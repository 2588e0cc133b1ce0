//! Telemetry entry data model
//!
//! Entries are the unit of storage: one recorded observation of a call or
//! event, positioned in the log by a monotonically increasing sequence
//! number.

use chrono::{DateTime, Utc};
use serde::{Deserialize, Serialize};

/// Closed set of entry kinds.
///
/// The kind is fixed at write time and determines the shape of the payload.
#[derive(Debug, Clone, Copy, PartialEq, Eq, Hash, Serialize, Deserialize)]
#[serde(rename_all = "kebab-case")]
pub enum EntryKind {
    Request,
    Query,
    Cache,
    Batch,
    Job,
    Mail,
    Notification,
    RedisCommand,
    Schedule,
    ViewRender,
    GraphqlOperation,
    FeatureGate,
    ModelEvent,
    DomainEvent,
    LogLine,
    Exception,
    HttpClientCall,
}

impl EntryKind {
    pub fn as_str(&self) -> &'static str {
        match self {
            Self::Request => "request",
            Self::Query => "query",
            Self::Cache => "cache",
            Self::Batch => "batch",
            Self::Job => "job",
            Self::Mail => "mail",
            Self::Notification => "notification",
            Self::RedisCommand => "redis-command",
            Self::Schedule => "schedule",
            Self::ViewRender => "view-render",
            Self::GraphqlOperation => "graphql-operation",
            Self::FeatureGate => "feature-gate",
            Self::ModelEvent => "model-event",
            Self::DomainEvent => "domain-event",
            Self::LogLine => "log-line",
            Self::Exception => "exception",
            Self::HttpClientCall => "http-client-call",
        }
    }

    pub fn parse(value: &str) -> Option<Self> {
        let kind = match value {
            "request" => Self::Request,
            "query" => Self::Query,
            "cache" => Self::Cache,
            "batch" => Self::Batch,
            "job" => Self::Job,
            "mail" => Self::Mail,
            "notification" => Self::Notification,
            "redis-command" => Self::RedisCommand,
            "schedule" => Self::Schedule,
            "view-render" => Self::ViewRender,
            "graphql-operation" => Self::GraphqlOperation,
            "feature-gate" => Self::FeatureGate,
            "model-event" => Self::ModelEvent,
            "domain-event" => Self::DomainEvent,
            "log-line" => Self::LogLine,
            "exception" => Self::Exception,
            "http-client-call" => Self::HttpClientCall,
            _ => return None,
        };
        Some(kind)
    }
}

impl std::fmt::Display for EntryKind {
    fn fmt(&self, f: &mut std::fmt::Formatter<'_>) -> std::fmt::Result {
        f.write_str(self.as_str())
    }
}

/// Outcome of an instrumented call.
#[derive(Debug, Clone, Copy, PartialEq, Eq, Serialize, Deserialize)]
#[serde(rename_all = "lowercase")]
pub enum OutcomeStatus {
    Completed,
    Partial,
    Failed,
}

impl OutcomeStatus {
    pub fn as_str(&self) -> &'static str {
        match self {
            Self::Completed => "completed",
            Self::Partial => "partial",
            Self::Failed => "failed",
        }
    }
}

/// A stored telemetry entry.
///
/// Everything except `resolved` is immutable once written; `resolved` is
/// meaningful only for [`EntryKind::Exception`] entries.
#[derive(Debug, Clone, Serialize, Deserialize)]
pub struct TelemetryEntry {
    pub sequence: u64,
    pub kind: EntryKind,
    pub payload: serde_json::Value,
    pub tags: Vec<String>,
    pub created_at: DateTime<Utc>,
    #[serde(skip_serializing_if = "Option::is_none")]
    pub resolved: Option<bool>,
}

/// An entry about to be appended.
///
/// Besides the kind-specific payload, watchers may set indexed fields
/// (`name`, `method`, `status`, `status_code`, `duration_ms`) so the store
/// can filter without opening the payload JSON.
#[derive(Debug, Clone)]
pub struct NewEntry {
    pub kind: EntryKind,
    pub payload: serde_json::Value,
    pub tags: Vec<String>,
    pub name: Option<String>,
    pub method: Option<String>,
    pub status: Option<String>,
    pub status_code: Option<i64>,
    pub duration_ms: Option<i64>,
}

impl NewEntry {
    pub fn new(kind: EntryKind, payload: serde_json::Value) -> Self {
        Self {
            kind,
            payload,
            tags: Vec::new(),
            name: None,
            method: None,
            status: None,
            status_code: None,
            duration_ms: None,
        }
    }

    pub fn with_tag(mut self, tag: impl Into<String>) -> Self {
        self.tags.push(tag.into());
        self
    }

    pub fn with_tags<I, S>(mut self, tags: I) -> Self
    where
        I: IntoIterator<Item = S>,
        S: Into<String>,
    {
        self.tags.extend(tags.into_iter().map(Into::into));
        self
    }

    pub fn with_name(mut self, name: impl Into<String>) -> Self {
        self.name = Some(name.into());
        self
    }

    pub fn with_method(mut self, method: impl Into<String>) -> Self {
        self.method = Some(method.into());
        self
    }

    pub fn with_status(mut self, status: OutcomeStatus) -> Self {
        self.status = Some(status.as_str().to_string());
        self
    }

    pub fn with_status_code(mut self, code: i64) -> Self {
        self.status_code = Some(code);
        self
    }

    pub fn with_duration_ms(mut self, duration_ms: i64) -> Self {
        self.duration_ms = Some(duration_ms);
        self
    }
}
··········
_Exercise directions_
Working through the records, copy each line in which the word "Query" appears.

_Response to this exercise_
    Query,
            Self::Query => "query",
            "query" => Self::Query,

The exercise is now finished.